Mams et Merlin on the road #4

Lundi 22 janvier – Bangkok 💨 Lopburi

Aujourd’hui, nous prenons le train pour Lopburi, une ville très ancienne à environ 140 km de Bangkok. Du temps de Louis XIV, le chevalier de Chaumont fut reçu dans cette ville en tant qu’ambassadeur de France. J’ai toujours préféré les trains aux bus, on peut circuler, ouvrir les fenêtres, rencontrer plus de monde, c’est aussi beaucoup moins dangereux que les bus (en Inde aussi…) et souvent les paysages sont plus intéressants que sur une route. Les rails se glissent avec élégance et lenteur dans les jungles et les rizières alors que les routes sont pleines de véhicules et polluées… Quitter Bangkok va bientôt nous ouvrir aux royaumes de nord et du triangle d’or. Nous aurons rencontré beaucoup de gens de toutes nationalités dans notre chouette maison d’hôtes : des Russes, un étudiant allemand en chimie, des Anglais insupportables (comme d’habitude), des Américains adorables (plus rare), etc. Dans le taxi qui nous amène à la gare centrale, le chauffeur retire ses rares poils de barbe avec une pince à épiler XXL, tout en conduisant bien sûr.

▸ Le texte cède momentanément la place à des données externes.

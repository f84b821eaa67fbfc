//! Kraken. Pair names have no separator and spell bitcoin `XBT`; depth is
//! keyed by the requested pair.

use crate::book::{BookShape, LevelFormat};
use crate::error::ErrorKind;
use crate::listing::{ListingShape, SymbolFormat};
use crate::profile::{Endpoint, ErrorRule, ExchangeProfile};
use serde_json::json;

pub fn profile() -> ExchangeProfile {
    ExchangeProfile::new(
        "kraken",
        Endpoint::get("https://api.kraken.com/0/public/AssetPairs"),
        ListingShape::Keys {
            path: vec!["result".into()],
            format: SymbolFormat::KnownQuoteSuffix,
            id: None,
            filters: vec![],
        },
        Endpoint::get("https://api.kraken.com/0/public/Depth?pair={base}{quote}&count={depth}"),
        BookShape::sides(&["result", "{base}{quote}"], &["asks"], &["bids"], LevelFormat::pairs()),
    )
    .with_aliases(&[("XBT", "BTC")])
    .with_error_rule(ErrorRule::on_field(
        &["error", "0"],
        json!("EQuery:Unknown asset pair"),
        ErrorKind::UnknownMarket,
    ))
    .with_rate_limit("1 request per second")
}
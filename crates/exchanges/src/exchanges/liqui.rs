//! Liqui (API v3). Depth responses are keyed by the requested pair.

use crate::book::{BookShape, LevelFormat};
use crate::listing::{ListingShape, PairOrder, SymbolFormat};
use crate::profile::{Endpoint, ExchangeProfile};

pub fn profile() -> ExchangeProfile {
    ExchangeProfile::new(
        "liqui",
        Endpoint::get("https://api.liqui.io/api/3/info"),
        ListingShape::Keys {
            path: vec!["pairs".into()],
            format: SymbolFormat::delimited("_", PairOrder::BaseFirst),
            id: None,
            filters: vec![],
        },
        Endpoint::get("https://api.liqui.io/api/3/depth/{base_lower}_{quote_lower}?limit={depth}"),
        BookShape::sides(
            &["{base_lower}_{quote_lower}"],
            &["asks"],
            &["bids"],
            LevelFormat::pairs(),
        ),
    )
}
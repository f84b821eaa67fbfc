//! KuCoin (v1 API).

use crate::book::{BookShape, LevelFormat};
use crate::listing::{ListingFilter, ListingShape, PairSource};
use crate::profile::{Endpoint, ExchangeProfile};
use serde_json::json;

pub fn profile() -> ExchangeProfile {
    ExchangeProfile::new(
        "kucoin",
        Endpoint::get("https://api.kucoin.com/v1/market/open/symbols"),
        ListingShape::Records {
            path: vec!["data".into()],
            pair: PairSource::Fields {
                quote: "coinTypePair".into(),
                base: "coinType".into(),
            },
            id: Some("symbol".into()),
            filters: vec![
                ListingFilter::equals("trading", json!(true)),
                ListingFilter::non_zero("vol"),
            ],
        },
        Endpoint::get("https://api.kucoin.com/v1/open/orders?symbol={base}-{quote}&limit={depth}"),
        BookShape::sides(&["data"], &["SELL"], &["BUY"], LevelFormat::pairs()),
    )
}
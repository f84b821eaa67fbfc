//! Request templating and JSON path lookup shared by profiles and decoders.

use serde_json::Value;

/// Values substituted into URL, body and path templates.
///
/// Supported placeholders: `{base}`, `{quote}`, `{base_lower}`,
/// `{quote_lower}`, `{id}`, `{depth}`.
#[derive(Debug, Clone, Default, PartialEq, Eq)]
pub struct Placeholders {
    /// Exchange-native base ticker
    pub base: String,
    /// Exchange-native quote ticker
    pub quote: String,
    /// Exchange market id
    pub id: String,
    pub depth: usize,
}

impl Placeholders {
    pub fn render(&self, template: &str) -> String {
        if !template.contains('{') {
            return template.to_string();
        }
        template
            .replace("{base_lower}", &self.base.to_ascii_lowercase())
            .replace("{quote_lower}", &self.quote.to_ascii_lowercase())
            .replace("{base}", &self.base)
            .replace("{quote}", &self.quote)
            .replace("{id}", &self.id)
            .replace("{depth}", &self.depth.to_string())
    }

    /// Render every string leaf of a JSON template.
    pub fn render_json(&self, template: &Value) -> Value {
        match template {
            Value::String(s) => Value::String(self.render(s)),
            Value::Array(items) => Value::Array(items.iter().map(|v| self.render_json(v)).collect()),
            Value::Object(map) => Value::Object(
                map.iter()
                    .map(|(k, v)| (k.clone(), self.render_json(v)))
                    .collect(),
            ),
            other => other.clone(),
        }
    }
}

/// Follow `path` from `value`. Object segments are keys, numeric segments
/// index arrays, and placeholders inside segments are rendered first.
pub fn lookup<'a>(value: &'a Value, path: &[String], placeholders: &Placeholders) -> Option<&'a Value> {
    let mut current = value;
    for segment in path {
        let segment = placeholders.render(segment);
        current = match current {
            Value::Object(map) => map.get(segment.as_str())?,
            Value::Array(items) => items.get(segment.parse::<usize>().ok()?)?,
            _ => return None,
        };
    }
    Some(current)
}

/// Human-readable form of a path for error messages.
pub fn display_path(path: &[String]) -> String {
    if path.is_empty() {
        "<root>".to_string()
    } else {
        path.join("/")
    }
}

/// Owned path from string slices.
pub fn path(segments: &[&str]) -> Vec<String> {
    segments.iter().map(|s| s.to_string()).collect()
}
//! Market identity cache.
//!
//! Maps a canonical [`MarketPair`] to the exchange-native market id and
//! tickers. The table is populated by the adapter's listing call and
//! refreshed on a miss, at most once per lookup.

use crate::error::{ExchangeError, ExchangeResult};
use cointrage_core::{MarketId, MarketPair};
use futures_util::future::{BoxFuture, FutureExt, Shared};
use serde::{Deserialize, Serialize};
use std::collections::HashMap;
use std::fmt;
use std::sync::atomic::{AtomicU64, Ordering};
use std::sync::{Arc, Mutex};
use tokio::sync::RwLock;
use tracing::debug;

/// What the exchange needs to address a market.
#[derive(Debug, Clone, PartialEq, Eq)]
pub struct MarketRecord {
    pub id: MarketId,
    pub native_base: String,
    pub native_quote: String,
}

pub type MarketTable = HashMap<MarketPair, MarketRecord>;

/// How concurrent misses refresh the table.
#[derive(Debug, Clone, Copy, PartialEq, Eq, Default, Serialize, Deserialize)]
#[serde(rename_all = "snake_case")]
pub enum RefreshPolicy {
    /// Every miss issues its own listing request.
    #[default]
    Independent,
    /// Misses arriving while a refresh is running wait for that refresh.
    Coalesced,
}

type InflightRefresh = Shared<BoxFuture<'static, ExchangeResult<()>>>;

pub struct MarketCache {
    table: RwLock<Option<Arc<MarketTable>>>,
    inflight: Mutex<Option<(u64, InflightRefresh)>>,
    generation: AtomicU64,
    policy: RefreshPolicy,
}

impl MarketCache {
    pub fn new(policy: RefreshPolicy) -> Self {
        Self {
            table: RwLock::new(None),
            inflight: Mutex::new(None),
            generation: AtomicU64::new(0),
            policy,
        }
    }

    pub fn policy(&self) -> RefreshPolicy {
        self.policy
    }

    pub async fn get(&self, pair: &MarketPair) -> Option<MarketRecord> {
        self.table
            .read()
            .await
            .as_ref()
            .and_then(|table| table.get(pair).cloned())
    }

    /// Swap in a freshly listed table. Readers holding the old snapshot keep it.
    pub async fn replace(&self, table: MarketTable) {
        *self.table.write().await = Some(Arc::new(table));
    }

    pub async fn snapshot(&self) -> Option<Arc<MarketTable>> {
        self.table.read().await.clone()
    }

    pub async fn is_populated(&self) -> bool {
        self.table.read().await.is_some()
    }

    /// Look up `pair`, running `refresh` once on a miss.
    ///
    /// `refresh` must repopulate the cache through [`MarketCache::replace`].
    /// A pair still missing afterwards is [`ExchangeError::UnknownMarket`].
    pub async fn resolve<F>(&self, exchange: &str, pair: &MarketPair, refresh: F) -> ExchangeResult<MarketRecord>
    where
        F: FnOnce() -> BoxFuture<'static, ExchangeResult<()>>,
    {
        if let Some(record) = self.get(pair).await {
            return Ok(record);
        }

        debug!("{} cache miss for {}, refreshing markets", exchange, pair);
        self.refresh(refresh).await?;

        self.get(pair).await.ok_or_else(|| ExchangeError::UnknownMarket {
            exchange: exchange.to_string(),
            pair: pair.clone(),
        })
    }

    async fn refresh<F>(&self, refresh: F) -> ExchangeResult<()>
    where
        F: FnOnce() -> BoxFuture<'static, ExchangeResult<()>>,
    {
        match self.policy {
            RefreshPolicy::Independent => refresh().await,
            RefreshPolicy::Coalesced => {
                let (generation, future) = {
                    let mut inflight = self.inflight();
                    match inflight.as_ref() {
                        Some((generation, future)) => (*generation, future.clone()),
                        None => {
                            let generation = self.generation.fetch_add(1, Ordering::SeqCst) + 1;
                            let future = refresh().shared();
                            *inflight = Some((generation, future.clone()));
                            (generation, future)
                        }
                    }
                };

                // Cleared on completion and on cancellation, so the slot never
                // outlives its waiters.
                let _clear = InflightGuard {
                    cache: self,
                    generation,
                };
                future.await
            }
        }
    }

    fn inflight(&self) -> std::sync::MutexGuard<'_, Option<(u64, InflightRefresh)>> {
        self.inflight.lock().unwrap_or_else(|e| e.into_inner())
    }

    /// True while a coalesced refresh is shared between waiters.
    pub fn is_refreshing(&self) -> bool {
        self.inflight().is_some()
    }
}

/// Drops the shared refresh of `generation` from the inflight slot.
struct InflightGuard<'a> {
    cache: &'a MarketCache,
    generation: u64,
}

impl Drop for InflightGuard<'_> {
    fn drop(&mut self) {
        let mut inflight = self.cache.inflight();
        if matches!(inflight.as_ref(), Some((current, _)) if *current == self.generation) {
            *inflight = None;
        }
    }
}

impl Default for MarketCache {
    fn default() -> Self {
        Self::new(RefreshPolicy::default())
    }
}

impl fmt::Debug for MarketCache {
    fn fmt(&self, f: &mut fmt::Formatter<'_>) -> fmt::Result {
        f.debug_struct("MarketCache")
            .field("policy", &self.policy)
            .field("generation", &self.generation.load(Ordering::Relaxed))
            .finish_non_exhaustive()
    }
}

La gare est belle et colorée avec de petits personnages « Kawaï » comme dit Merlin (mot japonais utilisé pour quelque chose de « mignon »).

Oui ça fait niais cette déco mais au moins les enfants sont ravis.

Un garde nous indique notre quai et comme j’ai tendance à être souvent en retard, j’avais pris mes dispositions pour arriver à l’heure mais nous étions quand même en décalage car il fallait encore attendre 45mn dans la chaleur moite (32° à 13h)…

On peut même se faire couper les tifs à la gare, je fais un clin d’oeil spécial à Miki notre cher ami coiffeur du Cap Sizun avec cette photo.

Notre compagnon de route est un bonze. Il n’arrête pas de geeker, il a installé un support afin d’y placer son Samsung dernier cri, les oreillettes sont enfoncées vers les tympans, il s’est plongé dans une série thaïlandaise sans broncher.

Son crâne est tatoué comme les spiral tribe qui nous avaient impressionnés avec ça.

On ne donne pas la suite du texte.